How do online accounts get hacked?

@p____h already answered pretty well most of what occurs when an account is hacked, but I wanted to add my salt regarding a recently hack of a Gmail account that is very interesting to read!

It's the recent Cloudflare attack.

This is just AMAZING, the attacker used 4 flaw in various services, not only Cloudflare's :

  1. AT&T was tricked into redirecting my voicemail to a fraudulent voicemail box
  2. Google's account recovery process was tricked by the fraudulent voicemail box and left an account recovery PIN code that allowed my personal Gmail account to be reset
  3. A flaw in Google's Enterprise Apps account recovery process allowed the hacker to bypass two-factor authentication on my CloudFlare.com address; and
  4. CloudFlare BCCing transactional emails to some administrative accounts allowed the hacker to reset the password of a customer once the hacker had gained access to the administrative email account.

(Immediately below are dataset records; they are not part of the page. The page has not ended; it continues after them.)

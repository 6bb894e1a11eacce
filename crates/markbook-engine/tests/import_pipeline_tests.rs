#![allow(clippy::unwrap_used, clippy::expect_used)]

mod common;

use std::fs;

use chrono::{TimeZone, Utc};
use common::{log, tar_bytes, TestEnv, MON, TUE, WED};
use markbook_core::logging_facility::test_capture::init_test_capture;
use markbook_core::{ExErrorKind, ImportError, StudentId, WarningKind};
use markbook_core_types::schema::{EVENT_END, EVENT_END_ERROR, EVENT_START};
use markbook_ingest::ImportFormat;
use markbook_store::{BookLayout, SqliteRepo};

fn sid(raw: &str) -> StudentId {
    StudentId::normalize(raw).unwrap()
}

/// sub1.tar holds a.pdf; submission.tar holds a.pdf and b.txt
fn scenario_a(env: &mut TestEnv) -> std::path::PathBuf {
    env.archive(&[
        ("cohort/1234567/log", log(&[(1, MON), (2, TUE)])),
        ("cohort/1234567/sub1.tar", tar_bytes(&[("a.pdf", b"pdf v1")])),
        (
            "cohort/1234567/submission.tar",
            tar_bytes(&[("a.pdf", b"pdf v2"), ("b.txt", b"text v2")]),
        ),
    ])
}

#[test]
fn test_scenario_a_creates_one_book_with_two_pages() {
    let mut env = TestEnv::new();
    let archive = scenario_a(&mut env);

    let summary = env
        .import("hw1", &archive, "a.pdf,b.txt", ImportFormat::LogVersioned)
        .unwrap();

    assert_eq!((summary.created, summary.updated, summary.skipped), (1, 0, 0));
    assert_eq!(summary.copied, 2);
    assert!(summary.is_complete());

    let task = SqliteRepo::get_task_by_name(&env.conn, "hw1").unwrap().unwrap();
    let book = SqliteRepo::find_book(&env.conn, task.id, &sid("1234567"))
        .unwrap()
        .unwrap();
    assert_eq!(
        book.submitted_at,
        Some(Utc.with_ymd_and_hms(2024, 3, 5, 10, 0, 0).unwrap())
    );

    let pages = SqliteRepo::list_pages(&env.conn, book.id).unwrap();
    assert_eq!(pages.len(), 2);
    assert_eq!(fs::read(env.layout.file_path(book.id, "a.pdf")).unwrap(), b"pdf v2");
    assert_eq!(fs::read(env.layout.file_path(book.id, "b.txt")).unwrap(), b"text v2");
    assert!(env.scratch_is_empty());
}

#[test]
fn test_scenario_b_reimport_is_idempotent() {
    let mut env = TestEnv::new();
    let archive = scenario_a(&mut env);
    env.import("hw1", &archive, "a.pdf,b.txt", ImportFormat::LogVersioned)
        .unwrap();

    let again = env
        .import("hw1", &archive, "a.pdf,b.txt", ImportFormat::LogVersioned)
        .unwrap();

    assert_eq!((again.created, again.updated, again.skipped), (0, 0, 1));
    assert_eq!(again.copied, 0);
}

#[test]
fn test_rerun_restores_files_whose_copy_failed() {
    let mut env = TestEnv::new();
    let archive = scenario_a(&mut env);
    let good_layout = env.layout.clone();
    let blocked = env.dir.path().join("blocked");
    fs::write(&blocked, b"not a directory").unwrap();
    env.layout = BookLayout::new(blocked.clone());

    let first = env
        .import("hw1", &archive, "a.pdf,b.txt", ImportFormat::LogVersioned)
        .unwrap();
    assert_eq!(first.created, 1);
    assert_eq!(first.copied, 0);
    assert_eq!(first.copy_failures.len(), 2);
    assert!(!first.is_complete());

    env.layout = good_layout;
    let rerun = env
        .import("hw1", &archive, "a.pdf,b.txt", ImportFormat::LogVersioned)
        .unwrap();

    assert_eq!((rerun.created, rerun.updated, rerun.skipped), (0, 0, 1));
    assert_eq!(rerun.copied, 2);
    assert!(rerun.is_complete());
    assert!(rerun
        .warnings
        .iter()
        .any(|w| w.kind == WarningKind::MissingStoredFile));

    let task = SqliteRepo::get_task_by_name(&env.conn, "hw1").unwrap().unwrap();
    let book = SqliteRepo::find_book(&env.conn, task.id, &sid("1234567"))
        .unwrap()
        .unwrap();
    assert_eq!(fs::read(env.layout.file_path(book.id, "a.pdf")).unwrap(), b"pdf v2");
    assert_eq!(fs::read(env.layout.file_path(book.id, "b.txt")).unwrap(), b"text v2");
    assert_eq!(SqliteRepo::list_pages(&env.conn, book.id).unwrap().len(), 2);
}

#[test]
fn test_nanosecond_folder_timestamp_reimport_is_skipped() {
    let mut env = TestEnv::new();
    let archive = env.archive(&[(
        "submissions/1234567/2024-03-04 10:15:30.123456789/a.pdf",
        b"pdf".to_vec(),
    )]);

    let first = env
        .import("hw1", &archive, "a.pdf", ImportFormat::FolderTimestamp)
        .unwrap();
    assert_eq!(first.created, 1);

    let again = env
        .import("hw1", &archive, "a.pdf", ImportFormat::FolderTimestamp)
        .unwrap();
    assert_eq!((again.created, again.updated, again.skipped), (0, 0, 1));
    assert!(again.failures.is_empty());
    assert!(again.is_complete());
}

#[test]
fn test_scenario_c_changed_file_replaces_its_page_and_clears_marks() {
    let mut env = TestEnv::new();
    let first = scenario_a(&mut env);
    env.import("hw1", &first, "a.pdf,b.txt", ImportFormat::LogVersioned)
        .unwrap();

    let task = SqliteRepo::get_task_by_name(&env.conn, "hw1").unwrap().unwrap();
    let book = SqliteRepo::find_book(&env.conn, task.id, &sid("1234567"))
        .unwrap()
        .unwrap();
    let before = SqliteRepo::list_pages(&env.conn, book.id).unwrap();
    let a_page = before.iter().find(|p| p.file_path == "a.pdf").unwrap().id;
    let b_page = before.iter().find(|p| p.file_path == "b.txt").unwrap().id;
    SqliteRepo::add_marking(&env.conn, book.id, "Q1", Some(3.0), Some("ok")).unwrap();
    SqliteRepo::add_annotation(&env.conn, a_page, "{\"x\":1}").unwrap();
    SqliteRepo::add_annotation(&env.conn, b_page, "{\"x\":2}").unwrap();

    let second = env.archive(&[
        ("cohort/1234567/log", log(&[(1, MON), (2, TUE), (3, WED)])),
        ("cohort/1234567/sub1.tar", tar_bytes(&[("a.pdf", b"pdf v1")])),
        (
            "cohort/1234567/sub2.tar",
            tar_bytes(&[("a.pdf", b"pdf v2"), ("b.txt", b"text v2")]),
        ),
        (
            "cohort/1234567/submission.tar",
            tar_bytes(&[("a.pdf", b"pdf v2"), ("b.txt", b"text v3")]),
        ),
    ]);
    let summary = env
        .import("hw1", &second, "a.pdf,b.txt", ImportFormat::LogVersioned)
        .unwrap();

    assert_eq!((summary.created, summary.updated, summary.skipped), (0, 1, 0));
    assert_eq!(summary.copied, 1);

    let after = SqliteRepo::list_pages(&env.conn, book.id).unwrap();
    assert_eq!(after.len(), 2);
    assert!(after.iter().any(|p| p.id == a_page));
    assert!(!after.iter().any(|p| p.id == b_page));
    assert_eq!(SqliteRepo::count_markings(&env.conn, book.id).unwrap(), 0);
    assert_eq!(SqliteRepo::count_annotations(&env.conn, book.id).unwrap(), 0);
    assert_eq!(fs::read(env.layout.file_path(book.id, "b.txt")).unwrap(), b"text v3");

    let book = SqliteRepo::find_book(&env.conn, task.id, &sid("1234567"))
        .unwrap()
        .unwrap();
    assert_eq!(
        book.submitted_at,
        Some(Utc.with_ymd_and_hms(2024, 3, 6, 10, 0, 0).unwrap())
    );
}

#[test]
fn test_older_archive_never_moves_submitted_at_back() {
    let mut env = TestEnv::new();
    let newer = env.archive(&[
        ("cohort/z1/log", log(&[(1, MON), (2, WED)])),
        ("cohort/z1/submission.tar", tar_bytes(&[("a.pdf", b"new")])),
    ]);
    let older = env.archive(&[
        ("cohort/z1/log", log(&[(1, MON)])),
        ("cohort/z1/submission.tar", tar_bytes(&[("a.pdf", b"old")])),
    ]);
    env.import("hw1", &newer, "a.pdf", ImportFormat::LogVersioned)
        .unwrap();

    let summary = env
        .import("hw1", &older, "a.pdf", ImportFormat::LogVersioned)
        .unwrap();

    assert_eq!(summary.skipped, 1);
    assert!(summary
        .warnings
        .iter()
        .any(|w| w.kind == WarningKind::OlderThanStored));
    let task = SqliteRepo::get_task_by_name(&env.conn, "hw1").unwrap().unwrap();
    let book = SqliteRepo::find_book(&env.conn, task.id, &sid("z1"))
        .unwrap()
        .unwrap();
    assert_eq!(
        book.submitted_at,
        Some(Utc.with_ymd_and_hms(2024, 3, 6, 10, 0, 0).unwrap())
    );
    assert_eq!(fs::read(env.layout.file_path(book.id, "a.pdf")).unwrap(), b"new");
}

#[test]
fn test_newer_identical_content_only_advances_timestamp() {
    let mut env = TestEnv::new();
    let first = env.archive(&[
        ("cohort/z1/log", log(&[(1, MON)])),
        ("cohort/z1/submission.tar", tar_bytes(&[("a.pdf", b"same")])),
    ]);
    let second = env.archive(&[
        ("cohort/z1/log", log(&[(1, MON), (2, TUE)])),
        ("cohort/z1/submission.tar", tar_bytes(&[("a.pdf", b"same")])),
    ]);
    env.import("hw1", &first, "a.pdf", ImportFormat::LogVersioned)
        .unwrap();
    let task = SqliteRepo::get_task_by_name(&env.conn, "hw1").unwrap().unwrap();
    let book = SqliteRepo::find_book(&env.conn, task.id, &sid("z1"))
        .unwrap()
        .unwrap();
    SqliteRepo::add_marking(&env.conn, book.id, "Q1", Some(1.0), None).unwrap();

    let summary = env
        .import("hw1", &second, "a.pdf", ImportFormat::LogVersioned)
        .unwrap();

    assert_eq!((summary.updated, summary.skipped, summary.copied), (0, 1, 0));
    assert_eq!(SqliteRepo::count_markings(&env.conn, book.id).unwrap(), 1);
    let book = SqliteRepo::find_book(&env.conn, task.id, &sid("z1"))
        .unwrap()
        .unwrap();
    assert_eq!(
        book.submitted_at,
        Some(Utc.with_ymd_and_hms(2024, 3, 5, 10, 0, 0).unwrap())
    );
}

#[test]
fn test_scenario_d_team_layout_touches_nothing() {
    let mut env = TestEnv::new();
    let archive = env.archive(&[
        ("teams.json", b"{}".to_vec()),
        ("submissions/z1/2024-03-04 10:00:00.000000/a.pdf", b"x".to_vec()),
    ]);

    let err = env
        .import("hw1", &archive, "a.pdf", ImportFormat::FolderTimestamp)
        .unwrap_err();

    assert_eq!(err.kind(), ExErrorKind::UnsupportedLayout);
    assert_eq!(err.code(), "ERR_UNSUPPORTED_LAYOUT");
    assert!(SqliteRepo::get_task_by_name(&env.conn, "hw1").unwrap().is_none());
    assert!(env.scratch_is_empty());
}

#[test]
fn test_scenario_e_ambiguous_student_does_not_stop_batch() {
    let mut env = TestEnv::new();
    let archive = env.archive(&[
        ("essays/1111111/essay.pdf", b"one".to_vec()),
        ("essays/2222222/a.pdf", b"a".to_vec()),
        ("essays/2222222/b.pdf", b"b".to_vec()),
        ("essays/3333333/mine.pdf", b"three".to_vec()),
    ]);

    let summary = env
        .import("essay", &archive, "essay.pdf", ImportFormat::SingleFile)
        .unwrap();

    assert_eq!(summary.created, 2);
    assert_eq!(summary.failures.len(), 1);
    assert!(!summary.is_complete());
    let failure = &summary.failures[0];
    assert_eq!(failure.student_id, sid("2222222"));
    assert!(matches!(failure.error, ImportError::AmbiguousSubmission { .. }));
    assert_eq!(failure.to_ex_error().code(), "ERR_AMBIGUOUS_SUBMISSION");
}

#[test]
fn test_locked_task_is_rejected_before_unpacking() {
    let mut env = TestEnv::new();
    let task = SqliteRepo::ensure_task(&env.conn, "hw1").unwrap();
    SqliteRepo::set_task_locked(&env.conn, task.id, true).unwrap();
    let archive = scenario_a(&mut env);

    let err = env
        .import("hw1", &archive, "a.pdf,b.txt", ImportFormat::LogVersioned)
        .unwrap_err();

    assert_eq!(err.kind(), ExErrorKind::TaskLocked);
    assert!(SqliteRepo::list_books(&env.conn, task.id).unwrap().is_empty());
}

#[test]
fn test_unreadable_archive_is_fatal() {
    let mut env = TestEnv::new();
    let archive = env.dir.path().join("junk.zip");
    fs::write(&archive, b"not an archive at all").unwrap();

    let err = env
        .import("hw1", &archive, "a.pdf", ImportFormat::LogVersioned)
        .unwrap_err();

    assert_eq!(err.kind(), ExErrorKind::Unpack);
    assert!(err.request_id().is_some());
}

#[test]
fn test_student_failures_are_isolated() {
    let mut env = TestEnv::new();
    let archive = env.archive(&[
        ("cohort/z1/log", log(&[(1, MON)])),
        ("cohort/z1/submission.tar", tar_bytes(&[("a.pdf", b"x")])),
        ("cohort/z2/submission.tar", tar_bytes(&[("a.pdf", b"y")])),
        ("cohort/z3/log", log(&[(1, MON)])),
        ("cohort/z3/submission.tar", tar_bytes(&[("a.pdf", b"z")])),
    ]);

    let summary = env
        .import("hw1", &archive, "a.pdf", ImportFormat::LogVersioned)
        .unwrap();

    assert_eq!(summary.created, 2);
    assert_eq!(summary.failures.len(), 1);
    assert_eq!(summary.failures[0].student_id, sid("z2"));
    assert_eq!(summary.processed(), 3);
}

#[test]
fn test_import_emits_op_boundary_events() {
    let capture = init_test_capture();
    let mut env = TestEnv::new();
    let archive = scenario_a(&mut env);
    env.import("hw1", &archive, "a.pdf,b.txt", ImportFormat::LogVersioned)
        .unwrap();

    capture.assert_event_exists("import_archive", EVENT_START);
    capture.assert_event_exists("import_archive", EVENT_END);

    let junk = env.dir.path().join("junk.tar");
    fs::write(&junk, b"junk").unwrap();
    let _ = env.import("hw1", &junk, "a.pdf", ImportFormat::LogVersioned);
    capture.assert_event_exists("import_archive", EVENT_END_ERROR);
}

I highly recommend you to look at the blog post, and if you are hurry, just read the infographic that shows the sequence of events. This attack would be worth a short movie!

Timeline Infographic


There are a lot of ways which could be used to hack into your account.

Firstly, a lot of people use the same password to register everywhere. If you create account on the vulnerable website, then someone could hack into that website and get your credentials (stored at database). Then attacker has your e-mail, your password and if that password is the same as the password to your email-box, then he has an access to your e-mails.

Secondly, the next thing could be a very common password. If you use password like 123456 or qwerty then it's very huge probability that your account will be hacked. There are a lot of bots/crawlers in the Internet which collect e-mails and try to log into grabbed account by using common passwords. Of course they just use a few tries (preparing brute-force attack will be blocked e.g. by CAPTCHA).

Moreover, phishing is a nice trick to extort your e-mail and password. There are a lot of ways to trick users to type their credentials on the fake website. Some of them use social engineering, rest of them: more technical tricks, like tabnapping.

We shoudn't forget about malware. Keyloggers (or even mouseloggers for virtual keyborads) intercept typed passwords and send them to the attacker.

Creating a secret question (to help us in e-mail recovery) could be a problem too. It's not a method used for mass-email-stealing, but it's pretty effective for specific people. Obvious secret question like (what's my name or my favourite color) could be easily guessed or extorted by social engineering methods.


It is all of those. I work for a major company in the line you mentioned. I get a good inside out view, everyday there user accounts compromised.

Combination of phishing and social engineering is a major reason behind, there are ton of phishing sites out there and users get sent soliciting fake emails to them.

Secondly malwares and weak passwords. Malwares work best on site like facebook since their architecture's nature of open platform to integrate other sites and applications. I have seen huge dictionary attacks that went on for months and years to gain access to accounts with weak passwords. Compromising the system it self is less frequent.

Some attacks are combination of two or more, it is a chain of attacks that output of one attack is used in next attack. These attacks target not only usernames and passwords but gaining extended info and Personally Identifiable Information (PII) information too.